RSS is a very good way to syndicate links with clean titles (believe me, this solves a big problem for news aggregation), but until it regularly uses fundamentally important metadata such as prices, then it hasn’t really grown out of the news and weblog ghetto.
Om Malik on Vonage’s Circuit city deal “By its presence in Circuit City, Vonage is now a mass market product, not some tech curiosity. With 300,000 new customers from the deal likely in the first year, Vonage could have over a million customers before the first snow falls in New Jersey.” When the first snow falls in New Jersey? Wouldn’t that be when hell freezes over?
My enemies’ enemies are my friends, not when my enemy’s enemies are hosted by my enemy. Sign up for the Google Newsletter at Yahoo Groups Another classic via NTK
Need To Know 2004-03-05 “Who can be bothered to keep up with the SCO story these days? Only those who like a laugh.”

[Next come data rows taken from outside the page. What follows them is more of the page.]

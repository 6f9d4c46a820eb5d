// Copyright (c) 2025 Soumyadip Sarkar.
// All rights reserved.
//
// This source code is licensed under the license found in the
// LICENSE file in the root directory of this source tree.

use chrono::NaiveDate;
use finboard::config::Config;
use finboard::engine::retirement::project_retirement;
use finboard::{cli, commands::retirement, db, repo};
use rusqlite::Connection;
use rust_decimal::Decimal;

fn d(y: i32, m: u32, day: u32) -> NaiveDate {
    NaiveDate::from_ymd_opt(y, m, day).unwrap()
}

fn config() -> Config {
    let mut cfg = Config::default();
    cfg.retirement.birth_dates.insert("ana".into(), d(1990, 3, 15));
    cfg.retirement.birth_dates.insert("luis".into(), d(1985, 7, 1));
    cfg
}

fn set(conn: &Connection, cfg: &Config, args: &[&str]) {
    let mut full = vec!["finboard", "retirement", "set", "--updated", "2025-10-01"];
    full.extend_from_slice(args);
    let matches = cli::build_cli().get_matches_from(full);
    if let Some(("retirement", m)) = matches.subcommand() {
        retirement::handle(conn, cfg, m).unwrap();
    } else {
        panic!("no retirement subcommand");
    }
}

fn setup(cfg: &Config) -> Connection {
    let mut conn = Connection::open_in_memory().unwrap();
    db::init_schema(&mut conn).unwrap();
    set(&conn, cfg, &["--instrument", "afore", "--owner", "ana", "--balance", "500000"]);
    set(
        &conn,
        cfg,
        &["--instrument", "afore", "--owner", "luis", "--balance", "800000", "--rate", "0.09", "--age", "60"],
    );
    set(
        &conn,
        cfg,
        &["--instrument", "infonavit", "--owner", "ana", "--balance", "150000", "--usable"],
    );
    conn
}

#[test]
fn scenario_balances_follow_rate_order() {
    let cfg = config();
    let conn = setup(&cfg);
    let records = repo::load_retirement_records(&conn).unwrap();
    let report = project_retirement(&records, &cfg.retirement, d(2025, 10, 19));

    assert_eq!(report.rows.len(), 2);
    for row in &report.rows {
        let balances: Vec<Decimal> = row.scenarios.iter().map(|s| s.projected_balance).collect();
        assert!(balances.windows(2).all(|w| w[0] < w[1]), "{:?}", balances);
        assert!(row.projected_balance > row.current_balance);
    }
}

#[test]
fn record_overrides_defaults() {
    let cfg = config();
    let conn = setup(&cfg);
    let records = repo::load_retirement_records(&conn).unwrap();
    let report = project_retirement(&records, &cfg.retirement, d(2025, 10, 19));

    let ana = report.rows.iter().find(|r| r.owner == "ana").unwrap();
    assert_eq!(ana.retirement_age, 65);
    assert_eq!(ana.retirement_date, d(2055, 3, 15));
    assert_eq!(ana.annual_rate, Decimal::new(85, 3));

    let luis = report.rows.iter().find(|r| r.owner == "luis").unwrap();
    assert_eq!(luis.retirement_age, 60);
    assert_eq!(luis.retirement_date, d(2045, 7, 1));
    assert_eq!(luis.annual_rate, Decimal::new(9, 2));
}

#[test]
fn upsert_keeps_one_row_per_owner_and_instrument() {
    let cfg = config();
    let conn = setup(&cfg);
    set(&conn, &cfg, &["--instrument", "afore", "--owner", "ana", "--balance", "525000"]);

    let records = repo::load_retirement_records(&conn).unwrap();
    assert_eq!(records.len(), 3);
    let ana = records
        .iter()
        .find(|r| r.owner == "ana" && r.current_balance == Decimal::from(525_000))
        .unwrap();
    assert_eq!(ana.last_updated, d(2025, 10, 1));
}

#[test]
fn missing_birth_date_is_a_caveat_not_a_guess() {
    let cfg = Config::default();
    let conn = setup(&config());
    let records = repo::load_retirement_records(&conn).unwrap();
    let report = project_retirement(&records, &cfg.retirement, d(2025, 10, 19));

    assert!(report.rows.is_empty());
    assert_eq!(report.caveats.len(), 2);
    assert!(report.caveats[0].contains("is not configured"));
}

#[test]
fn negative_balance_is_rejected() {
    let cfg = config();
    let mut conn = Connection::open_in_memory().unwrap();
    db::init_schema(&mut conn).unwrap();
    let matches = cli::build_cli().get_matches_from([
        "finboard",
        "retirement",
        "set",
        "--instrument",
        "afore",
        "--owner",
        "ana",
        "--balance=-1",
    ]);
    if let Some(("retirement", m)) = matches.subcommand() {
        let err = retirement::handle(&conn, &cfg, m).unwrap_err();
        assert!(err.to_string().contains("current_balance"));
    } else {
        panic!("no retirement subcommand");
    }
}

#[test]
fn rate_at_or_below_minus_one_is_rejected() {
    let cfg = config();
    let mut conn = Connection::open_in_memory().unwrap();
    db::init_schema(&mut conn).unwrap();
    let matches = cli::build_cli().get_matches_from([
        "finboard",
        "retirement",
        "set",
        "--instrument",
        "afore",
        "--owner",
        "ana",
        "--balance",
        "500000",
        "--rate=-1",
    ]);
    if let Some(("retirement", m)) = matches.subcommand() {
        let err = retirement::handle(&conn, &cfg, m).unwrap_err();
        assert!(err.to_string().contains("annual_return_rate"));
    } else {
        panic!("no retirement subcommand");
    }
    assert!(repo::load_retirement_records(&conn).unwrap().is_empty());
}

Placing bets on ideas is illegal in the US but not in the UK. Based on this model, Betfair is one of the few Internet startups that is doing very well in the UK but won’t be coming to the US any time soon. To gauge the likelihood of whether there was life on Mars, look to the people that are trading futures on it. MSNBC – Life on Mars? Don’t bet against it “Ladbrokes said it has closed the book on evidence emerging that Mars had ever harbored living organisms.” ‘Following the latest news from NASA, we think it is now likely that evidence of past life on Mars will be found in the coming years,’ The odds: 16-1 at close, down from 1000-1 when betting started.
Oliver Morton on tomorrow’s 2pm EST ‘significant announcement’ by NASA. The announcement will no doubt concern water on mars, ice or open water. Open water could leave signs that apparently have greater significance: “It’s very hard to see how Mars could have been warm enough for open water without the benefit of significant amounts of methane in its atmosphere. Planetary atmosphere experts have told me that the only way they can imagine getting an adequate amount of methane into the atmosphere is by having methane-producing bacteria pump it out.”